• [Material shown]

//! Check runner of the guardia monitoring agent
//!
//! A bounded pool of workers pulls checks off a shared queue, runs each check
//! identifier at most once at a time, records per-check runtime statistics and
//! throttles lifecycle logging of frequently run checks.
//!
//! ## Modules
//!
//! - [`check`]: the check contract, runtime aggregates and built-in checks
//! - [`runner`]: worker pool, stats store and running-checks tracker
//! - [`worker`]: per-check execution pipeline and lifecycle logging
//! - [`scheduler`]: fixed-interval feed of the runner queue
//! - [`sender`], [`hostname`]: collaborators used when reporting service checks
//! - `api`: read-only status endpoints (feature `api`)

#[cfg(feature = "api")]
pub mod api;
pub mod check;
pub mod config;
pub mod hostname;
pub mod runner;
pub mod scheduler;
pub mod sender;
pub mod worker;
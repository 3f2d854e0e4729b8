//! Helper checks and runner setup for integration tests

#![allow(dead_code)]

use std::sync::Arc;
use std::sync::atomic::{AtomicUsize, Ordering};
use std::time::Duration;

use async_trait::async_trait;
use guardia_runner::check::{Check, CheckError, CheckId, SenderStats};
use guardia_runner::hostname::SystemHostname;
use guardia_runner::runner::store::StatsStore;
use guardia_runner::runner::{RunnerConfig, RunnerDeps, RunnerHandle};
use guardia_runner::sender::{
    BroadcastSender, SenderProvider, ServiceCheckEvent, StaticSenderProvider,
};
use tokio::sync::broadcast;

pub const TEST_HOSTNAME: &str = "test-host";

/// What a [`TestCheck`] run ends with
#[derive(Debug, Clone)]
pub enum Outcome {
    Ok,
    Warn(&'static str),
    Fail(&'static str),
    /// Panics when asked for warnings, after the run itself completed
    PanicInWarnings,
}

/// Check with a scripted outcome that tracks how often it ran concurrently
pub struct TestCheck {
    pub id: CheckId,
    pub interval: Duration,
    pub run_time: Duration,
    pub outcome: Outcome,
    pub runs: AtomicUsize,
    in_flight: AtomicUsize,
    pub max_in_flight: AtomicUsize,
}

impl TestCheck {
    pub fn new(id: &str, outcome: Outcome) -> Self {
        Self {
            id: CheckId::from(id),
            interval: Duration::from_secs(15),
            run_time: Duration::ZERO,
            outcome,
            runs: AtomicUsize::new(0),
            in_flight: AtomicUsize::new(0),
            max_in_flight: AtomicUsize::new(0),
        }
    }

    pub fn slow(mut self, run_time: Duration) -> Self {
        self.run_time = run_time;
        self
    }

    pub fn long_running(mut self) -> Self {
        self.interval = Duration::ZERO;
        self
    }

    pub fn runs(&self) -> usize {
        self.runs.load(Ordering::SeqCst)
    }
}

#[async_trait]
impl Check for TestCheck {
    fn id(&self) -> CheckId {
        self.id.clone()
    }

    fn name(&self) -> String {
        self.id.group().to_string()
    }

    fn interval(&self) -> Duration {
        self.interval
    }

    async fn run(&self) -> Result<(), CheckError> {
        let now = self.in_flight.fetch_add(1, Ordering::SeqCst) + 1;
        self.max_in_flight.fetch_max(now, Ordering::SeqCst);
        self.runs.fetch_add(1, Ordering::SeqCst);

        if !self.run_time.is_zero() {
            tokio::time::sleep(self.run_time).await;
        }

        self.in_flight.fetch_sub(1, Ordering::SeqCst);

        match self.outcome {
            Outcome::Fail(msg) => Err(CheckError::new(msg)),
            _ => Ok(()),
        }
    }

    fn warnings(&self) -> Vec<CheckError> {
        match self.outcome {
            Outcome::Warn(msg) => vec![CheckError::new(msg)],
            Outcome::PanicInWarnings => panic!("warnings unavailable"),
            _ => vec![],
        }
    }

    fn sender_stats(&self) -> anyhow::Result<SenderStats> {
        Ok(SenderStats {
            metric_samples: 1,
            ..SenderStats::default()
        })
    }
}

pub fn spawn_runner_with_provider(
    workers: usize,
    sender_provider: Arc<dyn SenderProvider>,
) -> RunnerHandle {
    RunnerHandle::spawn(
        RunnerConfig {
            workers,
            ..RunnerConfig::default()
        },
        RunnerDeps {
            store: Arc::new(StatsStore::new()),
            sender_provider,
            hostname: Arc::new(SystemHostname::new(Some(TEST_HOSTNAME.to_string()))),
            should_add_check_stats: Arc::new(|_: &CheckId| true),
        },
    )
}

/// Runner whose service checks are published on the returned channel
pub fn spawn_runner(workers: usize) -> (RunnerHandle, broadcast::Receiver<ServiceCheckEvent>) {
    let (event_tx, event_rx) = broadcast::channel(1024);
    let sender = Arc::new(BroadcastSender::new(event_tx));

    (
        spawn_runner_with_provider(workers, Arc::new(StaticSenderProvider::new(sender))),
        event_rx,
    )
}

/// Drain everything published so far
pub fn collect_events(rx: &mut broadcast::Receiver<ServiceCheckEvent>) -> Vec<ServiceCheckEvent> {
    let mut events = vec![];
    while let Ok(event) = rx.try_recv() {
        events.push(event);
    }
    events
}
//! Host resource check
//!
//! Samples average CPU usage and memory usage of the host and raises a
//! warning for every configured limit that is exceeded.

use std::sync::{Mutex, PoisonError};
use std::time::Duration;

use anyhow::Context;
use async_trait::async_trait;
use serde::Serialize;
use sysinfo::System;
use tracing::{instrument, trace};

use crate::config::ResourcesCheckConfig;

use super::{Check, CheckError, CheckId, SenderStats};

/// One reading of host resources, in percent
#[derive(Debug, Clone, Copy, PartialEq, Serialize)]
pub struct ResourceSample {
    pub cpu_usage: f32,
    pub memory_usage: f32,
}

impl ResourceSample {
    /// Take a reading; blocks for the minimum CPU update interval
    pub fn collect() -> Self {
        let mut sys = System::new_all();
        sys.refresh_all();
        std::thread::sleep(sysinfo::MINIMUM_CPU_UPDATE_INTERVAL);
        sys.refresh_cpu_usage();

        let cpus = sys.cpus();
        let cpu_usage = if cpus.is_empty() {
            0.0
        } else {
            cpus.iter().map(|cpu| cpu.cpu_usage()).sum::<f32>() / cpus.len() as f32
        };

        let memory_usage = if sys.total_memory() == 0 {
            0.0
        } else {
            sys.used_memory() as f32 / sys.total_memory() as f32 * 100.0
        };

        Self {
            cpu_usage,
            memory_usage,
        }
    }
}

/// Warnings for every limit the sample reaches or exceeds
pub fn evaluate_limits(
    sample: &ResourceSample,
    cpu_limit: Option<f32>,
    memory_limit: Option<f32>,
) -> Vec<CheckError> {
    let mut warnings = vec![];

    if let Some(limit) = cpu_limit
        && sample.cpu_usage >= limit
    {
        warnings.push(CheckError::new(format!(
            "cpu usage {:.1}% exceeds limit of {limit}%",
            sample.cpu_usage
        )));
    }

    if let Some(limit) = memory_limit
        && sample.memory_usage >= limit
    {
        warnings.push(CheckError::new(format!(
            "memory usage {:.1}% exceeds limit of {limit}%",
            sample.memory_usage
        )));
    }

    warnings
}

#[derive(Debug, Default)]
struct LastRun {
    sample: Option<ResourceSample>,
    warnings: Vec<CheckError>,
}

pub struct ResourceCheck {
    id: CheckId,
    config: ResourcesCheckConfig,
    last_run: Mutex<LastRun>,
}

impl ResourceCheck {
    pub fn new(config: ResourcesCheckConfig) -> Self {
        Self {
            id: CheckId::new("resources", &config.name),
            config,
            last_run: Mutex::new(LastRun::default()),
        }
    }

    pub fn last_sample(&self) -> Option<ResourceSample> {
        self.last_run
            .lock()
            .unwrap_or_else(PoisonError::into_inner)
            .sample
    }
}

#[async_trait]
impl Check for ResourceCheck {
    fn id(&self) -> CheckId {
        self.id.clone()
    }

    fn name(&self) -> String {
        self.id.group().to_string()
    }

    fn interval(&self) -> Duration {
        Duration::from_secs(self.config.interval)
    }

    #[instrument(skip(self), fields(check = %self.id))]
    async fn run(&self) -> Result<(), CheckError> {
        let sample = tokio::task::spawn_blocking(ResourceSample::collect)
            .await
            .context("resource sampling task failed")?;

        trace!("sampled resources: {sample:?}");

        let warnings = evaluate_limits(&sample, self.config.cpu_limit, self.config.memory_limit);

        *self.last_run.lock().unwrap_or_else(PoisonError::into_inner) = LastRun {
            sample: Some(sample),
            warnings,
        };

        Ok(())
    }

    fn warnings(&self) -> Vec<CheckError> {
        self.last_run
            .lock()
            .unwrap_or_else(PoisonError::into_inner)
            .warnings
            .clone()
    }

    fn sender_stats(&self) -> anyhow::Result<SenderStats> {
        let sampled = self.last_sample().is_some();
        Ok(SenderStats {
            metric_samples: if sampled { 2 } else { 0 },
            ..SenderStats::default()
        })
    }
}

• [Problem to solve]
Would you please return every line in the listing where "feature" shows up?

• [Expected answer]
//! - `api`: read-only status endpoints (feature `api`)
#[cfg(feature = "api")]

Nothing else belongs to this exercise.